Mol Clin Oncol. 2013 Nov;1(6):995-1001. Epub 2013 Jul 29.
Extended trastuzumab therapy improves the survival of HER2-positive breast cancer patients following surgery and radiotherapy for brain metastases.
Brain metastases usually present late during the course of breast cancer and are associated with an unfavorable prognosis. It was previously demonstrated that the status of estrogen receptor (ER), progesterone receptor (PR) and human epidermal growth factor receptor type 2 (HER2) may be altered in the time window between the emergence of the primary breast tumor and the development of metastases. The aim of this study was to compare the expression of ER, PR and HER2 in pathology samples of primary breast cancer and brain metastases in order to evaluate whether previously administered therapy was able to modify this status and determine whether biomarker alterations affect prognosis after the development of brain metastases. Data were collected from 62 patients who were initially diagnosed with breast cancer that had metastasized to the brain. The ER, PR and HER2 status of the samples from the primary tumors and the brain metastases was determined.

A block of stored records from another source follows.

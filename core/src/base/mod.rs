//! Scalar type and common numeric helpers.

mod common;

// Re-export
pub use common::*;
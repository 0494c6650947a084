//! Lambertian Reflection

use super::*;

/// BRDF for the Lambertian model for perfect diffuse surfaces that scatters
/// incident illumination equally in all directions.
#[derive(Copy, Clone, Debug, PartialEq)]
pub struct LambertianReflection {
    /// BxDF type.
    bxdf_type: BxDFType,

    /// Reflectance spectrum which gives the fraction of incident light that
    /// is scattered.
    r: Spectrum,
}

impl LambertianReflection {
    /// Create a new instance of `LambertianReflection`.
    ///
    /// * `r` - Reflectance spectrum which gives the fraction of incident light
    ///         that is scattered.
    pub fn new(r: Spectrum) -> Self {
        Self::with_type(r, BxDFType::BSDF_REFLECTION | BxDFType::BSDF_DIFFUSE)
    }

    /// Create a new instance of `LambertianReflection` with a caller chosen
    /// classification.
    ///
    /// * `r`         - Reflectance spectrum.
    /// * `bxdf_type` - BxDF type.
    pub fn with_type(r: Spectrum, bxdf_type: BxDFType) -> Self {
        Self { bxdf_type, r }
    }

    /// Returns the BxDF type.
    pub fn get_type(&self) -> BxDFType {
        self.bxdf_type
    }

    /// Returns the value of the distribution function for the given pair of
    /// directions.
    ///
    /// * `wo` - Outgoing direction.
    /// * `dg` - Differential geometry at the shading point.
    /// * `wi` - Incident direction.
    pub fn f(&self, _wo: &Vector3f, dg: &DifferentialGeometry, wi: &Vector3f) -> Spectrum {
        self.r * (INV_PI * max(0.0, wi.dot(&dg.ns)))
    }

    /// Samples a cosine-weighted direction about the shading normal.
    ///
    /// * `wo` - Outgoing direction.
    /// * `dg` - Differential geometry at the shading point.
    /// * `u`  - The 2D uniform random values.
    pub fn sample_f(&self, wo: &Vector3f, dg: &DifferentialGeometry, u: &Point2f) -> BxDFSample {
        let s = cosine_sample_hemisphere_about(u, &Vector3::from(dg.ns));
        BxDFSample::new(self.f(wo, dg, &s.wi), s.pdf, s.wi, self.bxdf_type)
    }

    /// Evaluates the PDF for the sampling method.
    ///
    /// * `wo` - Outgoing direction.
    /// * `dg` - Differential geometry at the shading point.
    /// * `wi` - Incident direction.
    pub fn pdf(&self, _wo: &Vector3f, dg: &DifferentialGeometry, wi: &Vector3f) -> Float {
        cosine_hemisphere_pdf_about(wi, &Vector3::from(dg.ns))
    }

    /// Computes the hemispherical-directional reflectance function ρ.
    ///
    /// * `wo` - Outgoing direction.
    /// * `u`  - Samples used by Monte Carlo algorithm.
    pub fn rho_hd(&self, _wo: &Vector3f, _u: &[Point2f]) -> Spectrum {
        self.r
    }

    /// Computes the hemispherical-hemispherical reflectance function ρ.
    ///
    /// * `u1` - Samples used by Monte Carlo algorithm.
    /// * `u2` - Samples used by Monte Carlo algorithm.
    pub fn rho_hh(&self, u1: &[Point2f], u2: &[Point2f]) -> Spectrum {
        assert!(u1.len() == u2.len());
        self.r
    }
}

impl fmt::Display for LambertianReflection {
    /// Formats the value using the given formatter.
    fn fmt(&self, f: &mut fmt::Formatter<'_>) -> fmt::Result {
        write!(
            f,
            "LambertianReflection {{ bxdf_type: {}, r: {} }}",
            self.bxdf_type, self.r
        )
    }
}
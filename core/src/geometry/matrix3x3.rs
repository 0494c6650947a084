//! 3x3 Matrix
//!
//! Linear transforms stored as three column vectors. There is no translation
//! component, so points and vectors transform identically.

use super::common::*;
use super::{Normal3, Quaternion, Vector3};
use crate::base::Float;
use num_traits::Num;
use std::fmt;
use std::ops::{Add, Div, DivAssign, Mul, MulAssign, Neg, Sub};

/// A 3x3 matrix acting on column vectors.
#[derive(Copy, Clone, PartialEq)]
pub struct Matrix3x3<T> {
    /// First column.
    pub vx: Vector3<T>,

    /// Second column.
    pub vy: Vector3<T>,

    /// Third column.
    pub vz: Vector3<T>,
}

/// 3x3 matrix containing `Float` values.
pub type Matrix3x3f = Matrix3x3<Float>;

/// 3x3 matrix containing `f64` values.
pub type Matrix3x3d = Matrix3x3<f64>;

impl<T: Num + Copy> Matrix3x3<T> {
    /// Create a matrix from its column vectors.
    ///
    /// * `vx` - First column.
    /// * `vy` - Second column.
    /// * `vz` - Third column.
    pub fn new(vx: Vector3<T>, vy: Vector3<T>, vz: Vector3<T>) -> Self {
        Self { vx, vy, vz }
    }

    /// Create a matrix using the following order of the parameters:
    ///
    /// * `m00`, `m01`, `m02` - Row 1
    /// * `m10`, `m11`, `m12` - Row 2
    /// * `m20`, `m21`, `m22` - Row 3
    #[rustfmt::skip]
    #[allow(clippy::too_many_arguments)]
    pub fn from_rows(
        m00: T, m01: T, m02: T,
        m10: T, m11: T, m12: T,
        m20: T, m21: T, m22: T,
    ) -> Self {
        Self::new(
            Vector3::new(m00, m10, m20),
            Vector3::new(m01, m11, m21),
            Vector3::new(m02, m12, m22),
        )
    }

    /// Returns the zero matrix.
    pub fn zero() -> Self {
        Self::new(Vector3::zero(), Vector3::zero(), Vector3::zero())
    }

    /// Returns the identity matrix.
    pub fn identity() -> Self {
        Self::new(Vector3::x_axis(), Vector3::y_axis(), Vector3::z_axis())
    }

    /// Returns a diagonal matrix that scales each axis.
    ///
    /// * `s` - Scale factors along x, y and z.
    #[rustfmt::skip]
    pub fn scale(s: &Vector3<T>) -> Self {
        let o = T::zero();
        Self::from_rows(
            s.x,   o,   o,
              o, s.y,   o,
              o,   o, s.z,
        )
    }

    /// Returns the matrix for a rotation about an arbitrary axis using
    /// Rodrigues' formula. The axis is normalized.
    ///
    /// * `axis`  - Rotation axis.
    /// * `theta` - Rotation angle in radians.
    #[rustfmt::skip]
    pub fn rotate(axis: &Vector3<T>, theta: T) -> Self
    where
        T: num_traits::Float,
    {
        let u = axis.normalize();
        let (s, c) = theta.sin_cos();
        let one = T::one();
        Self::from_rows(
            u.x * u.x + (one - u.x * u.x) * c,  u.x * u.y * (one - c) - u.z * s,    u.x * u.z * (one - c) + u.y * s,
            u.x * u.y * (one - c) + u.z * s,    u.y * u.y + (one - u.y * u.y) * c,  u.y * u.z * (one - c) - u.x * s,
            u.x * u.z * (one - c) - u.y * s,    u.y * u.z * (one - c) + u.x * s,    u.z * u.z + (one - u.z * u.z) * c,
        )
    }

    /// Returns an orthonormal frame `(dx, dy, n)` around a unit normal.
    ///
    /// `dx` is taken from whichever of `X × n` and `Y × n` is longer, so it
    /// never degenerates.
    ///
    /// * `n` - Unit normal that becomes the third column.
    pub fn frame(n: &Vector3<T>) -> Self
    where
        T: num_traits::Float,
    {
        let dx0 = Vector3::x_axis().cross(n);
        let dx1 = Vector3::y_axis().cross(n);
        let dx = if dx0.length_squared() > dx1.length_squared() {
            dx0
        } else {
            dx1
        }
        .normalize();
        let dy = n.cross(&dx).normalize();
        Self::new(dx, dy, *n)
    }

    /// Returns the determinant (scalar triple product of the columns).
    pub fn determinant(&self) -> T
    where
        T: num_traits::Float,
    {
        self.vx.dot(&self.vy.cross(&self.vz))
    }

    /// Returns the adjoint matrix (transpose of the cofactor matrix).
    pub fn adjoint(&self) -> Self {
        Self::new(
            self.vy.cross(&self.vz),
            self.vz.cross(&self.vx),
            self.vx.cross(&self.vy),
        )
        .transpose()
    }

    /// Returns the inverse. A singular matrix yields infinite or NaN entries;
    /// callers that can produce one must check for it.
    pub fn inverse(&self) -> Self
    where
        T: num_traits::Float,
    {
        self.adjoint() * self.determinant().recip()
    }

    /// Returns the transpose of the matrix.
    #[rustfmt::skip]
    pub fn transpose(&self) -> Self {
        Self::from_rows(
            self.vx.x, self.vx.y, self.vx.z,
            self.vy.x, self.vy.y, self.vy.z,
            self.vz.x, self.vz.y, self.vz.z,
        )
    }

    /// Returns a row of the matrix.
    ///
    /// * `i` - Row index in [0, 2].
    pub fn row(&self, i: usize) -> Vector3<T> {
        Vector3::new(self.vx[i], self.vy[i], self.vz[i])
    }

    /// Returns the first row.
    pub fn row0(&self) -> Vector3<T> {
        Vector3::new(self.vx.x, self.vy.x, self.vz.x)
    }

    /// Returns the second row.
    pub fn row1(&self) -> Vector3<T> {
        Vector3::new(self.vx.y, self.vy.y, self.vz.y)
    }

    /// Returns the third row.
    pub fn row2(&self) -> Vector3<T> {
        Vector3::new(self.vx.z, self.vy.z, self.vz.z)
    }

    /// Transform a point.
    ///
    /// * `p` - The point.
    pub fn transform_point(&self, p: &Vector3<T>) -> Vector3<T> {
        self.vx * p.x + self.vy * p.y + self.vz * p.z
    }

    /// Transform a vector.
    ///
    /// * `v` - The vector.
    pub fn transform_vector(&self, v: &Vector3<T>) -> Vector3<T> {
        self.vx * v.x + self.vy * v.y + self.vz * v.z
    }

    /// Transform a normal by the inverse transpose so that it stays
    /// perpendicular to transformed tangents.
    ///
    /// * `n` - The normal.
    pub fn transform_normal(&self, n: &Normal3<T>) -> Normal3<T>
    where
        T: num_traits::Float,
    {
        Normal3::from(
            self.inverse()
                .transpose()
                .transform_vector(&Vector3::from(*n)),
        )
    }
}

impl<T: Num + Copy> Default for Matrix3x3<T> {
    /// Returns the identity matrix.
    fn default() -> Self {
        Self::identity()
    }
}

impl<T: Num + Copy> From<Quaternion<T>> for Matrix3x3<T> {
    /// Returns the rotation matrix of a unit quaternion.
    ///
    /// * `q` - The quaternion.
    fn from(q: Quaternion<T>) -> Self {
        let (r, i, j, k) = (q.w, q.v.x, q.v.y, q.v.z);
        let two = T::one() + T::one();
        Self::new(
            Vector3::new(
                r * r + i * i - j * j - k * k,
                two * (i * j + r * k),
                two * (i * k - r * j),
            ),
            Vector3::new(
                two * (i * j - r * k),
                r * r - i * i + j * j - k * k,
                two * (j * k + r * i),
            ),
            Vector3::new(
                two * (i * k + r * j),
                two * (j * k - r * i),
                r * r - i * i - j * j + k * k,
            ),
        )
    }
}

impl From<Matrix3x3<f32>> for Matrix3x3<f64> {
    /// Widen a single precision matrix.
    ///
    /// * `m` - The matrix.
    fn from(m: Matrix3x3<f32>) -> Self {
        Self::new(m.vx.into(), m.vy.into(), m.vz.into())
    }
}

impl<T: Num + Copy> Add for Matrix3x3<T> {
    type Output = Self;

    /// Adds the corresponding columns.
    ///
    /// * `other` - The matrix to add.
    fn add(self, other: Self) -> Self::Output {
        Self::new(self.vx + other.vx, self.vy + other.vy, self.vz + other.vz)
    }
}

impl<T: Num + Copy> Sub for Matrix3x3<T> {
    type Output = Self;

    /// Subtracts the corresponding columns.
    ///
    /// * `other` - The matrix to subtract.
    fn sub(self, other: Self) -> Self::Output {
        Self::new(self.vx - other.vx, self.vy - other.vy, self.vz - other.vz)
    }
}

impl<T: Num + Neg<Output = T> + Copy> Neg for Matrix3x3<T> {
    type Output = Self;

    /// Negates every entry.
    fn neg(self) -> Self::Output {
        Self::new(-self.vx, -self.vy, -self.vz)
    }
}

impl<T: Num + Copy> Mul<T> for Matrix3x3<T> {
    type Output = Self;

    /// Scales every entry.
    ///
    /// * `f` - The scaling factor.
    fn mul(self, f: T) -> Self::Output {
        Self::new(self.vx * f, self.vy * f, self.vz * f)
    }
}

macro_rules! premul {
    ($t: ty) => {
        impl Mul<Matrix3x3<$t>> for $t {
            type Output = Matrix3x3<$t>;
            /// Scales every entry.
            ///
            /// * `m` - The matrix.
            fn mul(self, m: Matrix3x3<$t>) -> Matrix3x3<$t> {
                m * self
            }
        }
    };
}

premul!(f32);
premul!(f64);

impl<T: Num + Copy> Mul<Vector3<T>> for Matrix3x3<T> {
    type Output = Vector3<T>;

    /// Transforms a vector.
    ///
    /// * `v` - The vector.
    fn mul(self, v: Vector3<T>) -> Self::Output {
        self.transform_vector(&v)
    }
}

impl<T: Num + Copy> Mul<Matrix3x3<T>> for Matrix3x3<T> {
    type Output = Self;

    /// Post-multiply the given matrix; `other` is applied first.
    ///
    /// * `other` - The other matrix.
    fn mul(self, other: Self) -> Self::Output {
        Self::new(
            self.transform_vector(&other.vx),
            self.transform_vector(&other.vy),
            self.transform_vector(&other.vz),
        )
    }
}

impl<T: num_traits::Float> Div<Matrix3x3<T>> for Matrix3x3<T> {
    type Output = Self;

    /// Post-multiply the inverse of the given matrix.
    ///
    /// * `other` - The other matrix.
    fn div(self, other: Self) -> Self::Output {
        self * other.inverse()
    }
}

impl<T: num_traits::Float> Div<T> for Matrix3x3<T> {
    type Output = Self;

    /// Scales every entry by 1/f.
    ///
    /// * `f` - The scaling factor.
    fn div(self, f: T) -> Self::Output {
        self * f.recip()
    }
}

impl<T: Num + Copy> MulAssign<Matrix3x3<T>> for Matrix3x3<T> {
    /// Performs the `*=` operation.
    ///
    /// * `other` - The other matrix.
    fn mul_assign(&mut self, other: Self) {
        *self = *self * other;
    }
}

impl<T: Num + Copy> MulAssign<T> for Matrix3x3<T> {
    /// Performs the `*=` operation.
    ///
    /// * `f` - The scaling factor.
    fn mul_assign(&mut self, f: T) {
        *self = *self * f;
    }
}

impl<T: num_traits::Float> DivAssign<Matrix3x3<T>> for Matrix3x3<T> {
    /// Performs the `/=` operation.
    ///
    /// * `other` - The other matrix.
    fn div_assign(&mut self, other: Self) {
        *self = *self / other;
    }
}

impl<T: num_traits::Float> DivAssign<T> for Matrix3x3<T> {
    /// Performs the `/=` operation.
    ///
    /// * `f` - The scaling factor.
    fn div_assign(&mut self, f: T) {
        *self = *self / f;
    }
}

impl<T: fmt::Debug> fmt::Debug for Matrix3x3<T> {
    /// Formats the value using the given formatter.
    ///
    /// * `f` - Formatter.
    fn fmt(&self, f: &mut fmt::Formatter<'_>) -> fmt::Result {
        write!(
            f,
            "{{ vx = {:?}, vy = {:?}, vz = {:?} }}",
            self.vx, self.vy, self.vz
        )
    }
}

impl<T: fmt::Display> fmt::Display for Matrix3x3<T> {
    /// Formats the value using the given formatter.
    ///
    /// * `f` - Formatter.
    fn fmt(&self, f: &mut fmt::Formatter<'_>) -> fmt::Result {
        write!(f, "{{ vx = {}, vy = {}, vz = {} }}", self.vx, self.vy, self.vz)
    }
}

// ----------------------------------------------------------------------------
// Tests
// ----------------------------------------------------------------------------
//! Collection substrate over a key-value backend.
//!
//! Each logical collection is one JSON array stored under `mock_<name>`.
//! There is no append mode: writers load the whole collection, transform it
//! and save it back.

use std::sync::Arc;

use tracing::{debug, error, warn};

use super::models::Document;
use crate::error::{StoreError, StoreResult};
use crate::storage::KeyValueStore;

/// Prefix of every collection key.
pub const KEY_PREFIX: &str = "mock_";

/// Backend key holding collection `name`.
pub fn key_for(name: &str) -> String {
    format!("{KEY_PREFIX}{name}")
}

/// Load/save helpers for whole collections.
#[derive(Clone)]
pub struct Substrate {
    backend: Arc<dyn KeyValueStore>,
}

impl Substrate {
    pub fn new(backend: Arc<dyn KeyValueStore>) -> Self {
        Self { backend }
    }

    /// Wrap a concrete backend.
    pub fn from_backend<S: KeyValueStore + 'static>(backend: S) -> Self {
        Self::new(Arc::new(backend))
    }

    /// Load a collection.
    ///
    /// Missing, unreadable or undecodable data is logged and reads as an
    /// empty collection.
    pub fn load(&self, name: &str) -> Vec<Document> {
        let key = key_for(name);
        let raw = match self.backend.get_item(&key) {
            Ok(Some(raw)) => raw,
            Ok(None) => return Vec::new(),
            Err(e) => {
                warn!("Failed to read collection {}: {}", name, e);
                return Vec::new();
            }
        };

        match serde_json::from_str::<Vec<Document>>(&raw) {
            Ok(docs) => {
                debug!("Loaded {} documents from {}", docs.len(), name);
                docs
            }
            Err(e) => {
                warn!("Discarding undecodable collection {}: {}", name, e);
                Vec::new()
            }
        }
    }

    /// Overwrite a collection with `docs`.
    ///
    /// Failures are logged and returned so callers can keep the in-memory
    /// copy unchanged.
    pub fn save(&self, name: &str, docs: &[Document]) -> StoreResult<()> {
        let encoded = serde_json::to_string(docs).map_err(|source| {
            error!("Failed to encode collection {}: {}", name, source);
            StoreError::Encode {
                collection: name.to_string(),
                source,
            }
        })?;

        self.backend
            .set_item(&key_for(name), &encoded)
            .map_err(|source| {
                error!("Failed to write collection {}: {}", name, source);
                StoreError::Storage {
                    collection: name.to_string(),
                    source,
                }
            })?;

        debug!("Saved {} documents to {}", docs.len(), name);
        Ok(())
    }

    /// Drop a whole collection.
    pub fn clear(&self, name: &str) -> StoreResult<bool> {
        self.backend
            .remove_item(&key_for(name))
            .map_err(|source| StoreError::Storage {
                collection: name.to_string(),
                source,
            })
    }

    /// Names of every collection present in the backend, sorted.
    pub fn collections(&self) -> Vec<String> {
        let mut names: Vec<String> = match self.backend.keys() {
            Ok(keys) => keys
                .into_iter()
                .filter_map(|k| k.strip_prefix(KEY_PREFIX).map(str::to_string))
                .collect(),
            Err(e) => {
                warn!("Failed to list collections: {}", e);
                Vec::new()
            }
        };
        names.sort();
        names
    }
}

impl std::fmt::Debug for Substrate {
    fn fmt(&self, f: &mut std::fmt::Formatter<'_>) -> std::fmt::Result {
        f.debug_struct("Substrate").finish_non_exhaustive()
    }
}

#[cfg(test)]
mod tests {
    use super::*;
    use crate::database::models::fields;
    use crate::storage::MemoryStorage;
    use serde_json::json;

    #[test]
    fn test_key_format() {
        assert_eq!(key_for("chat_messages"), "mock_chat_messages");
    }

    #[test]
    fn test_save_then_load_preserves_order() {
        let substrate = Substrate::from_backend(MemoryStorage::new());
        let docs = vec![
            Document::new("b", fields(json!({"n": 1}))),
            Document::new("a", fields(json!({"n": 2}))),
        ];
        substrate.save("things", &docs).unwrap();
        assert_eq!(substrate.load("things"), docs);
    }

    #[test]
    fn test_missing_and_corrupt_read_empty() {
        let storage = MemoryStorage::new();
        storage.set_item("mock_broken", "{not json").unwrap();
        storage.set_item("unrelated", "[]").unwrap();

        let substrate = Substrate::from_backend(storage);
        assert!(substrate.load("nothing_here").is_empty());
        assert!(substrate.load("broken").is_empty());
        assert_eq!(substrate.collections(), vec!["broken".to_string()]);
    }

    #[test]
    fn test_clear_drops_one_collection() {
        let substrate = Substrate::from_backend(MemoryStorage::new());
        substrate.save("keep", &[Document::new("k", fields(json!({})))]).unwrap();
        substrate.save("gone", &[Document::new("g", fields(json!({})))]).unwrap();

        assert!(substrate.clear("gone").unwrap());
        assert!(!substrate.clear("gone").unwrap());
        assert!(substrate.load("gone").is_empty());
        assert_eq!(substrate.collections(), vec!["keep".to_string()]);
    }
}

Differences in the immunohistochemical profiles of ER, PR or HER2 between the primary tumors and the brain metastases in 17 patients (29.3%) were identified. The patients with HER2-positive brain metastases who received trastuzumab had no leptomeningeal metastases and exhibited a longer survival time after brain metastases compared to the HER2-positive patients who did not receive trastuzumab and the patients with HER2-negative brain metastases (P=0.0005). Our results suggested that the patients treated with trastuzumab following surgery and radiotherapy for brain metastases exhibited a better prognosis. Thus, the HER2 status in brain metastases requires re-evaluation and extended trastuzumab therapy is recommended after brain metastases.